─── EXERCISE INPUTS
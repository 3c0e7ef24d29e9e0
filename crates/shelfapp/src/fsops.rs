//! Filesystem primitives shared by the trash and file workflows.

use crate::error::{Result, ShelfError};
use std::fs;
use std::io::ErrorKind;
use std::path::Path;
use walkdir::WalkDir;

/// Move `from` to `to`, copying and removing when a rename cannot cross
/// filesystems. `to` must not exist.
pub fn move_path(from: &Path, to: &Path) -> Result<()> {
    match fs::rename(from, to) {
        Ok(()) => Ok(()),
        Err(e) if e.kind() == ErrorKind::CrossesDevices => {
            tracing::debug!(
                from = %from.display(),
                to = %to.display(),
                "Rename crosses devices, copying instead"
            );
            copy_recursive(from, to)?;
            remove_path(from)
        }
        Err(e) => Err(ShelfError::Io(e)),
    }
}

/// Copy a file, or a directory tree, to `to`.
pub fn copy_recursive(from: &Path, to: &Path) -> Result<()> {
    let meta = fs::metadata(from).map_err(ShelfError::Io)?;
    if !meta.is_dir() {
        fs::copy(from, to).map_err(ShelfError::Io)?;
        return Ok(());
    }

    for entry in WalkDir::new(from).sort_by_file_name() {
        let entry = entry.map_err(|e| ShelfError::Io(e.into()))?;
        let rel = entry
            .path()
            .strip_prefix(from)
            .map_err(|_| ShelfError::InvalidPath(entry.path().display().to_string()))?;
        let dest = to.join(rel);
        if entry.file_type().is_dir() {
            fs::create_dir_all(&dest).map_err(ShelfError::Io)?;
        } else {
            fs::copy(entry.path(), &dest).map_err(ShelfError::Io)?;
        }
    }
    Ok(())
}

/// Remove a file or a whole directory tree.
pub fn remove_path(path: &Path) -> Result<()> {
    let meta = fs::symlink_metadata(path).map_err(ShelfError::Io)?;
    if meta.is_dir() {
        fs::remove_dir_all(path).map_err(ShelfError::Io)
    } else {
        fs::remove_file(path).map_err(ShelfError::Io)
    }
}

/// Whether anything, including a dangling symlink, exists at `path`.
pub fn exists(path: &Path) -> bool {
    fs::symlink_metadata(path).is_ok()
}

/// Whether `path` leads to something readable, following symlinks. A
/// dangling symlink is not reachable.
pub fn reachable(path: &Path) -> bool {
    fs::metadata(path).is_ok()
}
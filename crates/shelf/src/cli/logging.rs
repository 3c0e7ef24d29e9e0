use tracing_subscriber::{EnvFilter, fmt, prelude::*};

/// Install the stderr subscriber. `RUST_LOG` wins over `--verbose`.
pub fn init(verbose: bool) {
    let default = if verbose {
        "warn,shelf=info,shelfapp=info"
    } else {
        "warn"
    };
    let filter = EnvFilter::try_from_default_env().unwrap_or_else(|_| EnvFilter::new(default));

    let _ = tracing_subscriber::registry()
        .with(filter)
        .with(fmt::layer().with_writer(std::io::stderr).with_target(false))
        .try_init();
}
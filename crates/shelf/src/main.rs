//! # Shelf CLI
//!
//! The binary is intentionally thin: the CLI lives in `src/cli/`, this file
//! only invokes `cli::run()` and maps the outcome to an exit code.
//!
//! ```text
//! ┌─────────────────────────────────────────────────────────────┐
//! │  CLI Layer (crates/shelf/src/cli/)                          │
//! │  - clap argument parsing (setup.rs)                         │
//! │  - Config loading + dispatch (commands.rs)                  │
//! │  - Terminal rendering (render.rs), log setup (logging.rs)   │
//! └─────────────────────────────────────────────────────────────┘
//!                              │
//!                              ▼
//! ┌─────────────────────────────────────────────────────────────┐
//! │  shelfapp::ShelfApi and everything below it                 │
//! └─────────────────────────────────────────────────────────────┘
//! ```
//!
//! Exit codes: `0` on success, `1` on an error, `2` when a batch command
//! finished but some of its items failed.

mod cli;

fn main() {
    match cli::run() {
        Ok(cli::Outcome::Done) => {}
        Ok(cli::Outcome::Partial) => std::process::exit(2),
        Err(e) => {
            eprintln!("Error: {}", e);
            std::process::exit(1);
        }
    }
}
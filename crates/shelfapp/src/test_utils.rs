use crate::paths::StorageLayout;
use std::fs;
use std::path::PathBuf;
use tempfile::TempDir;

/// A throwaway storage root, trash and share area under one temp dir.
pub struct TestEnv {
    // Held so the directory lives as long as the env.
    pub _temp_dir: TempDir,
    pub layout: StorageLayout,
}

impl Default for TestEnv {
    fn default() -> Self {
        Self::new()
    }
}

impl TestEnv {
    pub fn new() -> Self {
        let temp_dir = tempfile::tempdir().expect("failed to create temp dir");
        let base = temp_dir.path();
        let layout = StorageLayout::new(base.join("storage"), base.join("trash"), base.join("shares"));
        layout.ensure().expect("failed to create layout");
        Self {
            _temp_dir: temp_dir,
            layout,
        }
    }

    /// Absolute path of a root-relative path.
    pub fn abs(&self, rel: &str) -> PathBuf {
        self.layout.root.join(rel)
    }

    /// Write a file under the storage root, creating parents.
    pub fn write(&self, rel: &str, content: &str) -> PathBuf {
        let path = self.abs(rel);
        if let Some(parent) = path.parent() {
            fs::create_dir_all(parent).expect("failed to create parent");
        }
        fs::write(&path, content).expect("failed to write file");
        path
    }

    pub fn mkdir(&self, rel: &str) -> PathBuf {
        let path = self.abs(rel);
        fs::create_dir_all(&path).expect("failed to create dir");
        path
    }
}
use super::logging;
use super::render::{
    format_files, format_job_result, format_progress, format_shares, format_trash, format_usage,
    print_json, print_outcome,
};
use super::setup::{Cli, Commands, ShareCommands, TrashCommands};
use clap::Parser;
use shelfapp::archive::{ArchiveFormat, JobId, JobStatus};
use shelfapp::commands::BatchOutcome;
use shelfapp::commands::share::Download;
use shelfapp::commands::files::Transfer;
use shelfapp::config::{ShelfConfig, default_dirs};
use shelfapp::{Result, ShelfApi, ShelfError};
use std::fs::File;
use std::io::{self, BufWriter, Write};
use std::path::{Path, PathBuf};
use std::thread;
use std::time::Duration;

const POLL_INTERVAL: Duration = Duration::from_millis(200);

/// How a successful run should end.
#[derive(Debug, Clone, Copy, PartialEq, Eq)]
pub enum Outcome {
    Done,
    /// A batch ran but some items failed.
    Partial,
}

impl Outcome {
    fn of(batch: &BatchOutcome) -> Self {
        if batch.is_clean() {
            Outcome::Done
        } else {
            Outcome::Partial
        }
    }
}

struct AppContext {
    api: ShelfApi,
    config: ShelfConfig,
    config_dir: PathBuf,
    json: bool,
}

pub fn run() -> Result<Outcome> {
    let cli = Cli::parse();
    logging::init(cli.verbose);

    let format_override = match &cli.command {
        Commands::Archive {
            format: Some(format),
            ..
        } => Some((*format).into()),
        _ => None,
    };
    let ctx = init_context(&cli, format_override)?;

    match cli.command {
        Commands::Ls { path } => {
            let entries = ctx.api.list_dir(&path)?;
            if ctx.json {
                print_json(&entries)?;
            } else {
                println!("{}", format_files(&entries));
            }
        }
        Commands::Find { category } => {
            let entries = ctx.api.list_category(category.into());
            if ctx.json {
                print_json(&entries)?;
            } else {
                println!("{}", format_files(&entries));
            }
        }
        Commands::Mkdir { name, parent } => {
            let rel = ctx.api.mkdir(&parent, &name)?;
            println!("Created {}", rel);
        }
        Commands::Rename { path, new_name } => {
            let rel = ctx.api.rename(&path, &new_name)?;
            println!("Renamed {} -> {}", path, rel);
        }
        Commands::Mv { paths, to } => {
            let outcome = ctx.api.transfer(Transfer::Move, &paths, &to)?;
            return report(&ctx, "moved", &outcome);
        }
        Commands::Cp { paths, to } => {
            let outcome = ctx.api.transfer(Transfer::Copy, &paths, &to)?;
            return report(&ctx, "copied", &outcome);
        }
        Commands::Rm { paths } => {
            let outcome = ctx.api.soft_delete(&paths);
            return report(&ctx, "trashed", &outcome);
        }
        Commands::Trash(cmd) => return handle_trash(&ctx, cmd),
        Commands::Share(cmd) => return handle_share(&ctx, cmd),
        Commands::Put { file, to, name } => {
            let rel = put_local(&ctx, &file, &to, name)?;
            println!("Stored {}", rel);
        }
        Commands::Cat { path } => {
            let stdout = io::stdout();
            let mut out = stdout.lock();
            ctx.api.read_file(&path, &mut out)?;
        }
        Commands::Archive { paths, .. } => return handle_archive(&ctx, &paths),
        Commands::Usage => {
            let usage = ctx.api.usage();
            if ctx.json {
                print_json(&usage)?;
            } else {
                println!("{}", format_usage(&usage));
            }
        }
        Commands::Config { save } => {
            print_json(&ctx.config)?;
            if save {
                ctx.config.save(&ctx.config_dir)?;
                eprintln!("Saved {}", ctx.config_dir.join("config.json").display());
            }
        }
    }
    Ok(Outcome::Done)
}

fn init_context(cli: &Cli, format_override: Option<ArchiveFormat>) -> Result<AppContext> {
    let dirs = default_dirs();
    let config_dir = match (&cli.config, &dirs) {
        (Some(dir), _) => dir.clone(),
        (None, Ok(dirs)) => dirs.config_dir.clone(),
        (None, Err(_)) => {
            return Err(ShelfError::Config(
                "No config directory: set SHELF_CONFIG_DIR or pass --config".to_string(),
            ));
        }
    };
    let data_dir = dirs
        .map(|d| d.data_dir)
        .unwrap_or_else(|_| config_dir.clone());

    let mut config = ShelfConfig::load(&config_dir, &data_dir)?.from_env()?;
    if let Some(format) = format_override {
        config.archive.format = format;
    }
    tracing::info!(
        config_dir = %config_dir.display(),
        storage = %config.storage_path.display(),
        "Using configuration"
    );

    let api = ShelfApi::open(&config)?;
    Ok(AppContext {
        api,
        config,
        config_dir,
        json: cli.json,
    })
}

fn report(ctx: &AppContext, verb: &str, outcome: &BatchOutcome) -> Result<Outcome> {
    if ctx.json {
        print_json(outcome)?;
    } else {
        print_outcome(verb, outcome);
    }
    Ok(Outcome::of(outcome))
}

fn handle_trash(ctx: &AppContext, cmd: TrashCommands) -> Result<Outcome> {
    match cmd {
        TrashCommands::List => {
            let entries = ctx.api.trash_list();
            if ctx.json {
                print_json(&entries)?;
            } else {
                println!("{}", format_trash(&entries));
            }
            Ok(Outcome::Done)
        }
        TrashCommands::Restore { ids } => report(ctx, "restored", &ctx.api.restore(&ids)),
        TrashCommands::Purge { ids } => report(ctx, "purged", &ctx.api.purge(&ids)),
        TrashCommands::Empty => report(ctx, "purged", &ctx.api.empty_trash()),
    }
}

fn handle_share(ctx: &AppContext, cmd: ShareCommands) -> Result<Outcome> {
    match cmd {
        ShareCommands::Create { paths } => report(ctx, "shared", &ctx.api.create_shares(&paths)),
        ShareCommands::List => {
            let entries = ctx.api.share_list();
            if ctx.json {
                print_json(&entries)?;
            } else {
                println!("{}", format_shares(&entries));
            }
            Ok(Outcome::Done)
        }
        ShareCommands::Cancel { id } => {
            if ctx.api.cancel_share(&id)? {
                println!("Cancelled {}", id);
                Ok(Outcome::Done)
            } else {
                Err(ShelfError::ShareNotFound(id))
            }
        }
        ShareCommands::Fetch { id, output } => {
            let download = match output {
                Some(path) => fetch_to_file(ctx, &id, &path)?,
                None => {
                    let stdout = io::stdout();
                    let mut out = stdout.lock();
                    ctx.api.download_share(&id, &mut out)?
                }
            };
            eprintln!(
                "{} ({} bytes, {} downloads)",
                download.file_name, download.bytes, download.downloads
            );
            Ok(Outcome::Done)
        }
    }
}

fn fetch_to_file(ctx: &AppContext, id: &str, path: &Path) -> Result<Download> {
    let mut out = BufWriter::new(File::create(path)?);
    match ctx.api.download_share(id, &mut out) {
        Ok(download) => Ok(download),
        Err(e) => {
            drop(out);
            let _ = std::fs::remove_file(path);
            Err(e)
        }
    }
}

fn put_local(ctx: &AppContext, file: &Path, to: &str, name: Option<String>) -> Result<String> {
    let name = match name {
        Some(name) => name,
        None => file
            .file_name()
            .map(|n| n.to_string_lossy().into_owned())
            .ok_or_else(|| ShelfError::InvalidPath(file.display().to_string()))?,
    };
    let mut source = File::open(file)?;
    ctx.api.put_file(to, &name, &mut source)
}

/// Submit and follow the job until it is terminal. The engine lives in
/// this process and is shut down when the command returns.
fn handle_archive(ctx: &AppContext, paths: &[String]) -> Result<Outcome> {
    let id = ctx.api.submit_archive(paths)?;
    let status = follow(ctx, &id)?;
    if ctx.json {
        print_json(&status)?;
    } else {
        println!("{}", format_job_result(&status));
    }
    match status {
        JobStatus::Failure { error } => Err(ShelfError::Store(format!("archive job {} failed: {}", id, error))),
        _ => Ok(Outcome::Done),
    }
}

/// Poll until terminal, printing each new snapshot to stderr.
fn follow(ctx: &AppContext, id: &JobId) -> Result<JobStatus> {
    let mut last: Option<JobStatus> = None;
    let mut stderr = io::stderr();

    loop {
        let status = ctx.api.job_status(id)?;
        if last.as_ref() != Some(&status) {
            if let Some(line) = format_progress(&status) {
                let _ = writeln!(stderr, "{}", line);
            }
            last = Some(status.clone());
        }
        if status.is_terminal() {
            return Ok(status);
        }
        thread::sleep(POLL_INTERVAL);
    }
}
──────
§ WORK INSTRUCTIONS:
Look through the data above and return each line where the string "ShareCommands" occurs.

§ SOLVED EXERCISE:
use super::setup::{Cli, Commands, ShareCommands, TrashCommands};
fn handle_share(ctx: &AppContext, cmd: ShareCommands) -> Result<Outcome> {
        ShareCommands::Create { paths } => report(ctx, "shared", &ctx.api.create_shares(&paths)),
        ShareCommands::List => {
        ShareCommands::Cancel { id } => {
        ShareCommands::Fetch { id, output } => {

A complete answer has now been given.